Keywords: Fasting, metabolism, PDH, PGC‐1α, skeletal muscle, substrate utilization

Introduction

Skeletal muscle plays a major role in lipid and carbohydrate (CHO) utilization and is instrumental in maintaining metabolic flexibility with various metabolic challenges. Specifically fasting robustly prompts the protection of CHO stores through a coordinated decrease in skeletal muscle glucose oxidation and a switch toward fat oxidation. Pyruvate dehydrogenase (PDH) is thought to be a key element in such regulation of substrate utilization (Randle et al. 1994). Hence, the pyruvate dehydrogenase complex controls the access of CHO to the TCA cycle by irreversibly converting pyruvate to acetyl CoA thereby bridging glycolysis and oxidative substrate utilization (Harris et al. 2002). However, the detailed regulation of PDH during energy deprivation is not fully understood and merits further investigation.

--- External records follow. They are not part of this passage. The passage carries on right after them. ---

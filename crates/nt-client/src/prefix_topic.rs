//! Prefix subscription aggregator: fires for any topic whose name begins
//! with its prefix (§4.5).

use crate::messenger::Messenger;
use crate::topic::SubscriberCallback;
use nt_protocol::{AnnounceParams, SubscribeOptions, SubscribeParams, Value};
use std::collections::HashMap;
use std::sync::{Arc, Mutex};

struct Subscriber {
    callback: SubscriberCallback,
    options: SubscribeOptions,
}

struct State {
    last_changed: u64,
    subscribers: HashMap<i64, Subscriber>,
}

pub struct PrefixTopic {
    prefix: String,
    messenger: Arc<Messenger>,
    state: Mutex<State>,
}

impl PrefixTopic {
    pub(crate) fn new(prefix: String, messenger: Arc<Messenger>) -> Arc<PrefixTopic> {
        Arc::new(PrefixTopic {
            prefix,
            messenger,
            state: Mutex::new(State {
                last_changed: 0,
                subscribers: HashMap::new(),
            }),
        })
    }

    pub fn prefix(&self) -> &str {
        &self.prefix
    }

    pub fn matches(&self, name: &str) -> bool {
        name.starts_with(&self.prefix)
    }

    /// Options are forced to `prefix = true` regardless of what the caller
    /// passed in.
    pub fn subscribe(
        &self,
        callback: SubscriberCallback,
        mut options: SubscribeOptions,
        id: Option<i64>,
        save: bool,
    ) -> i64 {
        options.prefix = Some(true);
        let subuid = id.unwrap_or_else(|| self.messenger.next_subuid());
        if id.is_none() {
            let params = SubscribeParams {
                topics: vec![self.prefix.clone()],
                subuid,
                options: options.clone(),
            };
            self.messenger.subscribe(params, false);
        }
        if save {
            self.state
                .lock()
                .unwrap()
                .subscribers
                .insert(subuid, Subscriber { callback, options });
        }
        subuid
    }

    pub fn unsubscribe(&self, subuid: i64, remove_callback: bool) {
        self.messenger.unsubscribe(subuid);
        if remove_callback {
            self.state.lock().unwrap().subscribers.remove(&subuid);
        }
    }

    /// Unsubscribe every currently recorded subscriber, used by `cleanup`.
    pub fn unsubscribe_all(&self) {
        let subuids: Vec<i64> = self.state.lock().unwrap().subscribers.keys().copied().collect();
        for subuid in subuids {
            self.unsubscribe(subuid, true);
        }
    }

    pub(crate) fn update_value(&self, params: &AnnounceParams, value: &Value, server_time: u64) {
        let mut state = self.state.lock().unwrap();
        state.last_changed = server_time;
        for subscriber in state.subscribers.values() {
            if subscriber.options.is_topics_only() {
                continue;
            }
            let callback = subscriber.callback.clone();
            let value = value.clone();
            let params = params.clone();
            let outcome = std::panic::catch_unwind(std::panic::AssertUnwindSafe(|| {
                callback(&value, &params);
            }));
            if outcome.is_err() {
                tracing::warn!(prefix = %self.prefix, "subscriber callback panicked, isolating");
            }
        }
    }

    /// Bookkeeping hooks the Registry calls for matching announce/unannounce
    /// events; prefix subscribers only receive values, so these currently
    /// have no externally visible effect beyond tracing.
    pub(crate) fn announce(&self, params: &AnnounceParams) {
        tracing::debug!(prefix = %self.prefix, topic = %params.name, id = params.id, "prefix match on announce");
    }

    pub(crate) fn unannounce(&self, params: &AnnounceParams) {
        tracing::debug!(prefix = %self.prefix, topic = %params.name, id = params.id, "prefix match on unannounce");
    }

    pub fn resubscribe_all(&self) {
        let entries: Vec<(i64, SubscribeOptions)> = self
            .state
            .lock()
            .unwrap()
            .subscribers
            .iter()
            .map(|(subuid, sub)| (*subuid, sub.options.clone()))
            .collect();
        for (subuid, options) in entries {
            self.messenger.subscribe(
                SubscribeParams {
                    topics: vec![self.prefix.clone()],
                    subuid,
                    options,
                },
                true,
            );
        }
    }
}

#[cfg(test)]
mod tests {
    use super::*;
    use crate::config::ClientConfig;
    use crate::socket::Socket;

    fn test_prefix(prefix: &str) -> Arc<PrefixTopic> {
        let config = ClientConfig::with_exact_url("ws://127.0.0.1:1/nt/x");
        let socket = Socket::connect(config.clone());
        let (messenger, _rx) = Messenger::new(socket, &config);
        PrefixTopic::new(prefix.to_owned(), messenger)
    }

    #[test]
    fn matches_is_a_plain_prefix_check() {
        let prefix = test_prefix("/MyTable/Accelerometer/");
        assert!(prefix.matches("/MyTable/Accelerometer/X"));
        assert!(!prefix.matches("/MyTable/Other"));
    }

    #[test]
    fn empty_prefix_matches_every_name() {
        let prefix = test_prefix("");
        assert!(prefix.matches("/anything/at/all"));
    }

    #[test]
    fn options_are_forced_to_prefix_even_when_caller_omits_it() {
        let prefix = test_prefix("/a/");
        let subuid = prefix.subscribe(
            Arc::new(|_v, _p| {}),
            SubscribeOptions::default(),
            Some(3),
            true,
        );
        let state = prefix.state.lock().unwrap();
        assert!(state.subscribers.get(&subuid).unwrap().options.is_prefix());
    }
}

The main regulation of PDH activity is thought to be through inhibitory phosphorylation by PDH kinases (PDKs) and activating dephosphorylation by PDH phosphatases (PDPs) at four known serine residues on the catalytic subunit PDH‐E1α (PDH) (Patel and Korotchkina 2001; Roche et al. 2001; Harris et al. 2002; Kiilerich et al. 2010). In addition, recent studies point toward other important posttranslational modifications as the mitochondrially located deacetylase Sirtuin 3 (SIRT3) has been reported to regulate the acetylation state of PDH‐E1α and thus the activity of PDH (Jing et al. 2013; Fan et al. 2014; Ozden et al. 2014). Previous studies have demonstrated that fasting reduces the activity of PDH in the active form (PDHa activity) (Sugden et al. 2000; Spriet et al. 2004), increases PDHSer293 and PDHSer300 phosphorylation (Kiilerich et al. 2010), and increases PDH‐E1α acetylation as well as PDK4 mRNA (Wu et al. 1999; Sugden et al. 2000; Pilegaard et al. 2003) and protein (Sugden et al. 2000; Spriet et al. 2004; Kiilerich et al. 2010) in rodent skeletal muscle. Furthermore, fasting has been reported to elicit a muscle‐type‐dependent regulation of PDK activity and PDK4 expression in rat skeletal muscle (Sugden et al. 2000). However, the factors determining this are not resolved.

Peroxisome proliferator‐activated receptor gamma coactivator 1‐alpha (PGC‐1α), first discovered and identified as a PPARγ‐binding protein in brown adipose tissue (Puigserver et al. 1998), is a transcriptional coactivator that has been established to be an important regulator of mitochondrial biogenesis. Hence, muscle‐specific PGC‐1α overexpression mice have been shown to have increased content of oxidative proteins and conversely whole‐body PGC‐1α knockout and muscle‐specific PGC‐1α knockout mice to have lowered content of oxidative proteins in skeletal muscle (Lin et al. 2004; Leick et al. 2008; Geng et al. 2010). Furthermore, muscle‐specific PGC‐1α overexpression mice have been shown to exhibit lower respiratory exchange ratio (RER) during treadmill running (Calvo et al. 2008; Wong et al. 2015). This may be due to the enhanced skeletal muscle oxidative capacity of these mice (Lin et al. 2002), but may also be related to metabolic flexibility and regulation of substrate use. In accordance, the level of skeletal muscle PDH‐E1α protein content has been shown to follow differences in the level of muscle PGC‐1α in mice (Kiilerich et al. 2010) and PGC‐1α to regulate PDK4 expression in mouse skeletal muscle (Wende et al. 2005; Calvo et al. 2008; Kiilerich et al. 2010). In addition, the fasting‐induced downregulation of PDHa activity was blunted in PGC‐1α KO mice (Kiilerich et al. 2010) supporting that PGC‐1α plays a role in PDH‐mediated metabolic regulation during fasting. However, the impact of PGC‐1α on the switch from CHO to fat utilization during the transition from the fed to the fasted state, and on the level of fat utilization in the fasted state as well as the associated regulation of PDH in skeletal muscle is not fully resolved.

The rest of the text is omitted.